## PROBLEM REQUIREMENTS
An exact reproduction of all entries is required.

## PROVIDED INFORMATION

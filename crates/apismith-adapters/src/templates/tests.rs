//! Generated pytest suite.

use apismith_core::domain::{AuthMethod, RenderContext};

use super::{Rendered, Source};
use crate::catalog::ids;

pub(crate) fn package(_: &RenderContext<'_>) -> Rendered {
    Ok(String::new())
}

pub(crate) fn conftest(ctx: &RenderContext<'_>) -> Rendered {
    let mut src = Source::new();
    src.line("import pytest")
        .line("from fastapi.testclient import TestClient")
        .blank()
        .from(ctx.import(ids::MAIN)?, "app");
    // No context manager: lifespan hooks stay off so tests need no services.
    src.block(
        r#"


@pytest.fixture
def client() -> TestClient:
    return TestClient(app)
"#,
    );
    Ok(src.finish())
}

pub(crate) fn health(_: &RenderContext<'_>) -> Rendered {
    Ok(Source::new()
        .block(
            r#"
from fastapi.testclient import TestClient


def test_health_reports_status(client: TestClient) -> None:
    response = client.get("/api/v1/health")
    assert response.status_code == 200
    assert response.json()["status"] in {"ok", "degraded"}


def test_root_links_to_docs(client: TestClient) -> None:
    response = client.get("/")
    assert response.status_code == 200
    assert response.json()["docs"] == "/docs"
"#,
        )
        .finish())
}

pub(crate) fn users(_: &RenderContext<'_>) -> Rendered {
    Ok(Source::new()
        .block(
            r#"
from fastapi.testclient import TestClient


def test_user_routes_are_mounted(client: TestClient) -> None:
    paths = client.get("/api/v1/openapi.json").json()["paths"]
    assert "/api/v1/users/" in paths
    assert "/api/v1/users/{user_id}" in paths


def test_create_user_rejects_invalid_payload(client: TestClient) -> None:
    response = client.post("/api/v1/users/", json={"email": "not-an-email"})
    assert response.status_code in (401, 422)
"#,
        )
        .finish())
}

pub(crate) fn auth(ctx: &RenderContext<'_>) -> Rendered {
    let session_auth = ctx.config().auth_method() == AuthMethod::Session;
    let mut src = Source::new();

    src.line("from fastapi.testclient import TestClient").blank();
    let (create, read) = if session_auth {
        ("create_session_token", "read_session_token")
    } else {
        ("create_access_token", "decode_access_token")
    };
    src.from(
        ctx.import(ids::SECURITY)?,
        &format!("{create}, {read}, get_password_hash, verify_password"),
    );

    src.block(
        r#"


def test_password_hash_roundtrip() -> None:
    hashed = get_password_hash("s3cret-pass")
    assert hashed != "s3cret-pass"
    assert verify_password("s3cret-pass", hashed)
    assert not verify_password("wrong-pass", hashed)


def test_token_roundtrip() -> None:
"#,
    )
    .line(format!(r#"    payload = {read}({create}("alice@example.com"))"#))
    .line(r#"    assert payload is not None"#)
    .line(r#"    assert payload["sub"] == "alice@example.com""#)
    .blank()
    .blank()
    .line("def test_tampered_token_is_rejected() -> None:")
    .line(format!(r#"    assert {read}("not-a-token") is None"#))
    .block(
        r#"


def test_me_requires_credentials(client: TestClient) -> None:
    response = client.get("/api/v1/auth/me")
    assert response.status_code == 401
"#,
    );
    Ok(src.finish())
}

## YOUR RESPONSE
filename crates/apismith-adapters/src/templates/tests.rs
//! Generated pytest suite.

use apismith_core::domain::{AuthMethod, RenderContext};

use super::{Rendered, Source};
use crate::catalog::ids;

pub(crate) fn package(_: &RenderContext<'_>) -> Rendered {
    Ok(String::new())
}

pub(crate) fn conftest(ctx: &RenderContext<'_>) -> Rendered {
    let mut src = Source::new();
    src.line("import pytest")
        .line("from fastapi.testclient import TestClient")
        .blank()
        .from(ctx.import(ids::MAIN)?, "app");
    // No context manager: lifespan hooks stay off so tests need no services.
    src.block(
        r#"


@pytest.fixture
def client() -> TestClient:
    return TestClient(app)
"#,
    );
    Ok(src.finish())
}

pub(crate) fn health(_: &RenderContext<'_>) -> Rendered {
    Ok(Source::new()
        .block(
            r#"
from fastapi.testclient import TestClient


def test_health_reports_status(client: TestClient) -> None:
    response = client.get("/api/v1/health")
    assert response.status_code == 200
    assert response.json()["status"] in {"ok", "degraded"}


def test_root_links_to_docs(client: TestClient) -> None:
    response = client.get("/")
    assert response.status_code == 200
    assert response.json()["docs"] == "/docs"
"#,
        )
        .finish())
}

pub(crate) fn users(_: &RenderContext<'_>) -> Rendered {
    Ok(Source::new()
        .block(
            r#"
from fastapi.testclient import TestClient


def test_user_routes_are_mounted(client: TestClient) -> None:
    paths = client.get("/api/v1/openapi.json").json()["paths"]
    assert "/api/v1/users/" in paths
    assert "/api/v1/users/{user_id}" in paths


def test_create_user_rejects_invalid_payload(client: TestClient) -> None:
    response = client.post("/api/v1/users/", json={"email": "not-an-email"})
    assert response.status_code in (401, 422)
"#,
        )
        .finish())
}

pub(crate) fn auth(ctx: &RenderContext<'_>) -> Rendered {
    let session_auth = ctx.config().auth_method() == AuthMethod::Session;
    let mut src = Source::new();

    src.line("from fastapi.testclient import TestClient").blank();
    let (create, read) = if session_auth {
        ("create_session_token", "read_session_token")
    } else {
        ("create_access_token", "decode_access_token")
    };
    src.from(
        ctx.import(ids::SECURITY)?,
        &format!("{create}, {read}, get_password_hash, verify_password"),
    );

    src.block(
        r#"


def test_password_hash_roundtrip() -> None:
    hashed = get_password_hash("s3cret-pass")
    assert hashed != "s3cret-pass"
    assert verify_password("s3cret-pass", hashed)
    assert not verify_password("wrong-pass", hashed)


def test_token_roundtrip() -> None:
"#,
    )
    .line(format!(r#"    payload = {read}({create}("alice@example.com"))"#))
    .line(r#"    assert payload is not None"#)
    .line(r#"    assert payload["sub"] == "alice@example.com""#)
    .blank()
    .blank()
    .line("def test_tampered_token_is_rejected() -> None:")
    .line(format!(r#"    assert {read}("not-a-token") is None"#))
    .block(
        r#"


def test_me_requires_credentials(client: TestClient) -> None:
    response = client.get("/api/v1/auth/me")
    assert response.status_code == 401
"#,
    );
    Ok(src.finish())
}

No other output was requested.